Cominciò proprio a Benevento la disavventura giudiziaria patita da Pier Paolo Pasolini per la sua pellicola “I Racconti di Canterbury”, prodotta dal napoletano Alberto Grimaldi e proiettata il 2 settembre 1972 presso il cinema-teatro Comunale, gestito dal beneventano Salvatore Iannella. Sulle vicende di questo film rimangono due foto emblematiche: una di Pasolini che riceve a Berlino l’Orso d’oro, alla presenza di Aldo Moro, e un’altra con il regista presso il Tribunale di Benevento in piazza Guerrazzi, mentre, affiancato dagli avvocati Massaro e Luigi Vessichelli, legge l’iniziale sentenza ( n.308 del 20 ottobre 1972 – Presidente Daniele Cusani, giudici Alfonso Bosco e Bruno Rotili) di assoluzione con formula piena (“perché il fatto non costituiva reato”) da parte del Tribunale di Benevento in relazione alla denuncia per oscenità.

L’imputazione affermava che: «l’idea conduttrice del film è il disancoramento totale della sessualità da criteri deontologici, e l’idea non è proposta come prodotto del pensiero, ma come vaga giustificazione di un’opera di suggestione esercitata non sulle facoltà intellettuali, ma a livello dei sensi e dell’istinto. Il tutto in un contesto di belle fotografie e di paesaggi privi di un valore artistico complessivo e di sintesi che annulli la sconcia volgarità delle scene erotiche e la prolungata esposizione del nudo non estetico ma pornografico e che valga a farla considerare opera d’arte». Di contro, un passaggio della motivazione di assoluzione dovuta alla raffinata penna del presidente Daniele Cusani: «Il film è dunque opera valida a rinfacciarci i mali spesso ipocritamente celati, incita lo spettatore a riflettere sulla propria condizione e a sperare in un mondo individualmente e socialmente migliore. Opera d’arte, dunque, anche per il contenuto d’intuizione universale, per la fiamma ideale che suscita, per l’elevatezza dell’aspirazione mistica cui conduce…»

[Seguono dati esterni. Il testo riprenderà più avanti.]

//! Daemon settings
//!
//! Every field can be overridden with a `STREAMQ_<FIELD>` environment
//! variable, e.g. `STREAMQ_STREAM=orders STREAMQ_CONCURRENT_SIZE=8`.

use anyhow::{Context, Result};
use serde::Deserialize;
use std::time::Duration;
use streamq_core::domain::options::{
    DEFAULT_CLOSE_TIMEOUT, DEFAULT_CONCURRENT_SIZE, DEFAULT_MAX_RETRIES, DEFAULT_MIN_IDLE_TIME,
};
use streamq_core::{ConsumerOptions, StreamOptions};

const ENV_PREFIX: &str = "STREAMQ";

#[derive(Debug, Clone, Deserialize)]
#[serde(default)]
pub struct DaemonConfig {
    pub stream: String,
    pub group: String,
    pub consumer_prefix: String,
    /// Milliseconds between demo publishes (0 disables the producer)
    pub publish_interval_ms: u64,
    /// Simulated handler work per message
    pub work_ms: u64,
    /// Fail the first attempt of every Nth order (0 never fails)
    pub fail_every: u64,
    pub max_len: usize,
    pub concurrent_size: usize,
    pub max_retries: i32,
    pub min_idle_ms: u64,
    pub close_timeout_ms: u64,
}

impl Default for DaemonConfig {
    fn default() -> Self {
        Self {
            stream: "orders".to_string(),
            group: "order-workers".to_string(),
            consumer_prefix: "streamq".to_string(),
            publish_interval_ms: 1000,
            work_ms: 50,
            fail_every: 0,
            max_len: 10_000,
            concurrent_size: DEFAULT_CONCURRENT_SIZE.max(4),
            max_retries: DEFAULT_MAX_RETRIES,
            min_idle_ms: DEFAULT_MIN_IDLE_TIME.as_millis() as u64,
            close_timeout_ms: DEFAULT_CLOSE_TIMEOUT.as_millis() as u64,
        }
    }
}

impl DaemonConfig {
    /// Load defaults overlaid with `STREAMQ_*` environment variables
    pub fn load() -> Result<Self> {
        Self::from_source(config::Environment::with_prefix(ENV_PREFIX).try_parsing(true))
    }

    fn from_source<S>(source: S) -> Result<Self>
    where
        S: config::Source + Send + Sync + 'static,
    {
        config::Config::builder()
            .add_source(source)
            .build()
            .and_then(|c| c.try_deserialize())
            .context("Invalid daemon configuration")
    }

    pub fn stream_options(&self) -> StreamOptions {
        StreamOptions {
            max_len: self.max_len,
            approximate_len: true,
            close_timeout: Duration::from_millis(self.close_timeout_ms),
            ..Default::default()
        }
    }

    pub fn consumer_options(&self) -> ConsumerOptions {
        ConsumerOptions {
            concurrent_size: self.concurrent_size,
            max_retries: self.max_retries,
            min_idle_time: Duration::from_millis(self.min_idle_ms),
            ..Default::default()
        }
    }

    /// Unique consumer name for this process
    pub fn consumer_name(&self) -> String {
        format!("{}-{}", self.consumer_prefix, uuid::Uuid::new_v4())
    }
}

Su questa sentenza si è svolto anni fa un incontro pubblico, organizzato dalla Compagnia Stabile Solot presso il Mulino Pacifico, con il giudice Alfonso Bosco, il giornalista Paolo Speranza e con lo scrittore Rito Martignetti, che nel 2006 ha dedicato al processo un articolato saggio. Nel 1973, l’avv. Francesco Romano in un approfondito dossier edito dal “Centro meridionale di studi socialisti Pasquale Martignetti”, aveva ricordato l’annuncio televisivo, avvenuto 3 aprile 1973, di un colpo di scena imprevedibile: la Corte di Cassazione aveva preso la decisione secondo cui «il film denunciato per oscenità, anche se mandato assolto con formula piena, non può essere dissequestrato sino a che non si sia concluso l’iter giudiziario delle impugnazioni e la sentenza non passi in giudicato». I Racconti di Canterbury venivano così sottoposti nuovamente a sequestro e tolti dalla circolazione. La gravissima sentenza, definita liberticida e “una caccia alle streghe” da Le Monde , comportò proteste a non finire e innescò ulteriori passaggi fino alla pronuncia della Corte Costituzionale, pochi mesi prima del brutale assassinio di Pier Paolo Pasolini all’idroscalo di Ostia il 2 novembre 1975. In totale i procedimenti giudiziari subiti dal regista, nato il 5 marzo di cento anni fa a Bologna, furono 33 in 25 anni.